Page last updated at 08:05 GMT, Tuesday, 22 April 2008 09:05 UK

Brain damage link to cancer drug

Fluorouracil is often used as part of a cocktail of drugs

A drug widely used to treat cancer may cause brain damage, with the effects lasting for years after the end of treatment, research suggests.

The drug, 5-fluorouracil (5-FU), is used, alongside others, to treat cancers of the breast, ovaries, colon, stomach, pancreas and bladder.

Tests on mice showed it destroys vital cells in the brain that help to keep nerves functioning properly.

The University of Rochester study features in the Journal of Biology.

It must be remembered that this drug can offer significant benefits for people who need it which far outweigh the changes which some patients report
Martin Ledwick
Cancer Research UK

The researchers say their findings could explain some of the neurological side effects associated with chemotherapy - a phenomenon often known as "chemo brain".

These include memory loss, poor concentration, and in more extreme cases, seizures, impaired vision and even dementia.

Until recently they were often dismissed as the by-products of fatigue, depression and anxiety related both to the diagnosis and treatment of cancer.

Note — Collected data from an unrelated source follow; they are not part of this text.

//! Admission control.
//!
//! Two independent triggers put the processor in overload:
//!
//! - the ready queue length, checked whenever a task is scheduled;
//! - the time a sampled task spent in the ready queue, checked on dequeue.
//!   Every [`SAMPLE_EVERY`]th scheduled task is stamped with its enqueue time.
//!   Once a sample reaches the limit every dequeued task is overloaded until a
//!   later sample comes in under it.
//!
//! Critical tasks are exempt from both.
use crate::runtime::{OverloadAction, ProcessorConfig};
use crate::task::{CancellationReason, Task};
use std::sync::atomic::{AtomicBool, AtomicU64, AtomicUsize, Ordering};
use std::sync::Arc;
use std::time::{Duration, Instant};

pub(crate) const SAMPLE_EVERY: u64 = 4;

#[derive(Debug, Default)]
pub(crate) struct Counters {
    pub(crate) created: AtomicU64,
    pub(crate) finished: AtomicU64,
    pub(crate) cancelled: AtomicU64,
    pub(crate) overloaded: AtomicU64,
    pub(crate) cancelled_by_overload: AtomicU64,
    pub(crate) wait_time_sensor_hits: AtomicU64,
    pub(crate) task_switches: AtomicU64,
}

impl Counters {
    pub(crate) fn bump(counter: &AtomicU64) {
        counter.fetch_add(1, Ordering::Relaxed);
    }
}

#[derive(Debug)]
pub(crate) struct Admission {
    queue_length_limit: Option<usize>,
    queue_wait_time_limit: Option<Duration>,
    sensor_wait_time_limit: Option<Duration>,
    action: OverloadAction,

    /// Tasks currently sitting in any ready queue of the processor.
    queued: AtomicUsize,

    scheduled: AtomicU64,

    /// Result of the last wait-time sample.
    wait_time_overloaded: AtomicBool,

    pub(crate) counters: Counters,
}

impl Admission {
    pub(crate) fn new(cfg: &ProcessorConfig) -> Self {
        Self {
            queue_length_limit: cfg.queue_length_limit,
            queue_wait_time_limit: cfg.queue_wait_time_limit,
            sensor_wait_time_limit: cfg.sensor_wait_time_limit,
            action: cfg.overload_action,
            queued: AtomicUsize::new(0),
            scheduled: AtomicU64::new(0),
            wait_time_overloaded: AtomicBool::new(false),
            counters: Counters::default(),
        }
    }

    pub(crate) fn queue_len(&self) -> usize {
        self.queued.load(Ordering::Acquire)
    }

    fn samples_wait_time(&self) -> bool {
        self.queue_wait_time_limit.is_some() || self.sensor_wait_time_limit.is_some()
    }

    /// Called right before `task` is pushed on a ready queue.
    pub(crate) fn on_schedule(&self, task: &Arc<Task>) {
        let queued = self.queued.fetch_add(1, Ordering::AcqRel);

        if self
            .queue_length_limit
            .is_some_and(|limit| queued >= limit)
        {
            self.handle_overload(task);
        }

        if self.samples_wait_time() {
            let nth = self.scheduled.fetch_add(1, Ordering::Relaxed);
            let stamp = nth.is_multiple_of(SAMPLE_EVERY).then(Instant::now);
            task.stamp_enqueued(stamp);
        }
    }

    /// Called by the worker once `task` left the ready queue, before it runs.
    pub(crate) fn on_dequeue(&self, task: &Arc<Task>) {
        self.queued.fetch_sub(1, Ordering::AcqRel);
        Counters::bump(&self.counters.task_switches);

        if let Some(enqueued_at) = task.take_enqueued() {
            let waited = enqueued_at.elapsed();

            if self
                .sensor_wait_time_limit
                .is_some_and(|limit| waited >= limit)
            {
                Counters::bump(&self.counters.wait_time_sensor_hits);
            }

            if let Some(limit) = self.queue_wait_time_limit {
                let overloaded = waited >= limit;
                let was = self.wait_time_overloaded.swap(overloaded, Ordering::AcqRel);
                if overloaded != was {
                    tracing::warn!(
                        waited_us = waited.as_micros() as u64,
                        limit_us = limit.as_micros() as u64,
                        overloaded,
                        "ready queue wait time overload changed"
                    );
                }
            }
        }

        if self.wait_time_overloaded.load(Ordering::Acquire) {
            self.handle_overload(task);
        }
    }

    fn handle_overload(&self, task: &Arc<Task>) {
        if task.is_critical() {
            return;
        }

        Counters::bump(&self.counters.overloaded);

        match self.action {
            OverloadAction::Ignore => {}
            OverloadAction::Cancel => {
                let already_requested = task.cancel.is_requested();
                task.request_cancel(CancellationReason::Overload);
                if !already_requested && task.cancel.reason() == CancellationReason::Overload {
                    Counters::bump(&self.counters.cancelled_by_overload);
                }
            }
        }
    }
}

But many patients show symptoms: a previous study by the Rochester team found more than 80% of breast cancer patients reported some form of mental impairment after chemotherapy.

Protective sheath

The latest study found 5-FU attacks oligodendrocyte cells in the brain and the precursor stem cells from which they originate.

These cells play a crucial role in the central nervous system, producing myelin, the protective sheath that keeps nerve fibres in working order.

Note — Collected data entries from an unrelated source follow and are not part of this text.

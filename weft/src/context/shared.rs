use parking_lot::RwLock;
use std::collections::VecDeque;
use std::sync::Arc;
use std::sync::atomic::{self, AtomicBool, AtomicUsize, Ordering};
use std::thread::{self, Thread};

#[derive(Debug)]
struct ParkedThread {
    thread: Thread,
    unparked: Arc<AtomicBool>,
}

/// State shared by all the workers of a task processor.
#[derive(Debug, Default)]
pub(crate) struct Shared {
    pub(crate) shutdown: AtomicBool,

    /// Parked workers, most recent last. Unparking the most recent one
    /// favors a warm cache.
    parked_threads: RwLock<VecDeque<ParkedThread>>,

    /// Lets pushers skip the lock when nobody sleeps.
    num_parked: AtomicUsize,
}

impl Shared {
    pub(crate) fn new(num_workers: usize) -> Self {
        Self {
            shutdown: AtomicBool::new(false),
            parked_threads: RwLock::new(VecDeque::with_capacity(num_workers)),
            num_parked: AtomicUsize::new(0),
        }
    }

    pub(crate) fn is_shutdown(&self) -> bool {
        self.shutdown.load(Ordering::Acquire)
    }

    /// Parks the current thread until a pusher or the shutdown sequence
    /// unparks it. `has_work` is re-checked after registering, so a push that
    /// raced with us is never missed.
    pub(crate) fn park_current_thread(&self, has_work: impl Fn() -> bool) {
        let unparked = {
            let mut parked_threads = self.parked_threads.write();

            self.num_parked.fetch_add(1, Ordering::SeqCst);
            atomic::fence(Ordering::SeqCst);

            // Under the lock: a pusher bumps its queue before taking it.
            if has_work() || self.is_shutdown() {
                self.num_parked.fetch_sub(1, Ordering::SeqCst);
                return;
            }

            let unparked = Arc::new(AtomicBool::new(false));
            parked_threads.push_back(ParkedThread {
                thread: thread::current(),
                unparked: Arc::clone(&unparked),
            });
            unparked
        };

        // `park` may return spuriously.
        while !unparked.load(Ordering::Acquire) {
            thread::park();
        }
    }

    /// Called after every push on a ready queue.
    pub(crate) fn unpark_one_thread(&self) -> bool {
        atomic::fence(Ordering::SeqCst);
        if self.num_parked.load(Ordering::SeqCst) == 0 {
            return false;
        }

        let parked = self.parked_threads.write().pop_back();
        match parked {
            Some(parked) => {
                self.num_parked.fetch_sub(1, Ordering::SeqCst);
                parked.unparked.store(true, Ordering::Release);
                parked.thread.unpark();
                true
            }
            None => false,
        }
    }

    pub(crate) fn unpark_all_threads(&self) -> usize {
        let mut num_unparked = 0;
        let mut parked_threads = self.parked_threads.write();

        while let Some(parked) = parked_threads.pop_back() {
            num_unparked += 1;
            self.num_parked.fetch_sub(1, Ordering::SeqCst);
            parked.unparked.store(true, Ordering::Release);
            parked.thread.unpark();
        }

        num_unparked
    }
}

#[cfg(test)]
mod tests {
    use super::*;
    use static_assertions::assert_impl_all;
    use std::sync::Barrier;
    use std::time::Duration;

    assert_impl_all!(Shared: Send, Sync);

    #[test]
    fn test_park_returns_immediately_with_work() {
        let shared = Shared::new(1);
        shared.park_current_thread(|| true);
        assert_eq!(shared.num_parked.load(Ordering::SeqCst), 0);
    }

    #[test]
    fn test_unpark_one_wakes_parked_thread() {
        let shared = Arc::new(Shared::new(1));
        let barrier = Arc::new(Barrier::new(2));

        let handle = thread::spawn({
            let shared = Arc::clone(&shared);
            let barrier = Arc::clone(&barrier);
            move || {
                barrier.wait();
                shared.park_current_thread(|| false);
            }
        });

        barrier.wait();
        while shared.num_parked.load(Ordering::SeqCst) == 0 {
            thread::sleep(Duration::from_millis(1));
        }

        assert!(shared.unpark_one_thread());
        handle.join().unwrap();
        assert!(!shared.unpark_one_thread());
    }

    #[test]
    fn test_shutdown_prevents_parking() {
        let shared = Shared::new(1);
        shared.shutdown.store(true, Ordering::Release);
        shared.park_current_thread(|| false);
        assert_eq!(shared.unpark_all_threads(), 0);
    }
}
use crate::task::CancellationReason;
use std::any::Any;

/// Error returned when retrieving the outcome of a task, or when a
/// task-aware wait is interrupted.
#[derive(thiserror::Error, Debug, Clone, PartialEq, Eq)]
pub enum TaskError {
    /// The task was cancelled and observed it, or was cancelled before it
    /// ever ran.
    #[error("task cancelled: {0}")]
    Cancelled(CancellationReason),

    /// The deadline expired before the awaited condition became true.
    #[error("deadline expired while waiting")]
    TimedOut,

    /// Admission control rejected the task before its body ran.
    #[error("task rejected by admission control")]
    Overloaded,

    /// The task body panicked. The panic message is carried over.
    #[error("task panicked: {0}")]
    Panicked(String),

    /// The *waiting* task was cancelled while waiting on another task.
    #[error("wait interrupted, waiting task cancelled: {0}")]
    WaitInterrupted(CancellationReason),
}

impl TaskError {
    pub fn is_cancelled(&self) -> bool {
        matches!(self, TaskError::Cancelled(_))
    }

    pub fn is_timeout(&self) -> bool {
        matches!(self, TaskError::TimedOut)
    }

    pub fn is_overloaded(&self) -> bool {
        matches!(self, TaskError::Overloaded)
    }

    pub fn is_panic(&self) -> bool {
        matches!(self, TaskError::Panicked(_))
    }

    /// Returns `true` if trying again later may succeed.
    pub fn is_retryable(&self) -> bool {
        matches!(self, TaskError::TimedOut | TaskError::Overloaded)
    }

    /// Error a waiter observes for a task cancelled with `reason`.
    pub(crate) fn from_cancellation(reason: CancellationReason) -> TaskError {
        match reason {
            CancellationReason::Overload => TaskError::Overloaded,
            reason => TaskError::Cancelled(reason),
        }
    }
}

pub(crate) fn panic_payload_as_str(payload: &(dyn Any + Send)) -> &str {
    if let Some(s) = payload.downcast_ref::<&'static str>() {
        s
    } else if let Some(s) = payload.downcast_ref::<String>() {
        s.as_str()
    } else {
        "Box<dyn Any>"
    }
}

#[cfg(test)]
mod tests {
    use super::*;
    use rstest::rstest;

    #[rstest]
    #[case::user(CancellationReason::UserRequest, TaskError::Cancelled(CancellationReason::UserRequest))]
    #[case::overload(CancellationReason::Overload, TaskError::Overloaded)]
    #[case::deadline(CancellationReason::Deadline, TaskError::Cancelled(CancellationReason::Deadline))]
    #[case::shutdown(CancellationReason::Shutdown, TaskError::Cancelled(CancellationReason::Shutdown))]
    fn test_cancellation_maps_to_error(
        #[case] reason: CancellationReason,
        #[case] expected: TaskError,
    ) {
        assert_eq!(TaskError::from_cancellation(reason), expected);
    }

    #[test]
    fn test_panic_payload() {
        let payload: Box<dyn Any + Send> = Box::new("boom");
        assert_eq!(panic_payload_as_str(payload.as_ref()), "boom");

        let payload: Box<dyn Any + Send> = Box::new(String::from("kaboom"));
        assert_eq!(panic_payload_as_str(payload.as_ref()), "kaboom");

        let payload: Box<dyn Any + Send> = Box::new(42);
        assert_eq!(panic_payload_as_str(payload.as_ref()), "Box<dyn Any>");
    }

    #[test]
    fn test_display() {
        let err = TaskError::Cancelled(CancellationReason::UserRequest);
        assert_eq!(err.to_string(), "task cancelled: user request");
        assert!(err.is_cancelled());
        assert!(!err.is_retryable());
        assert!(TaskError::Overloaded.is_retryable());
    }
}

If myelin is not constantly renewed, communication between nerve cells is damaged.

The researchers showed that oligodendrocytes virtually disappeared from the brains of mice six months after the animals were treated with 5-FU.

Lead researcher Dr Mark Noble said: "It is clear that, in some patients, chemotherapy appears to trigger a degenerative condition in the central nervous system.

"Because these treatments will clearly remain the standard of care for many years to come, it is critical that we understand their precise impact on the central nervous system, and then use this knowledge as the basis for discovering means of preventing such side effects."

The latest study builds on previous work by the Rochester team, which found that three widely used chemotherapy drugs were more toxic to healthy brains than the cancers they were supposed to treat.

Martin Ledwick, of the charity Cancer Research UK, stressed the study had been carried out on animals, and that more work would be needed before any firm conclusions could be drawn on the effect on cancer patients.

He added: "It must be remembered that this drug (5-fluorouracil) can offer significant benefits for people who need it which far outweigh the changes which some patients report."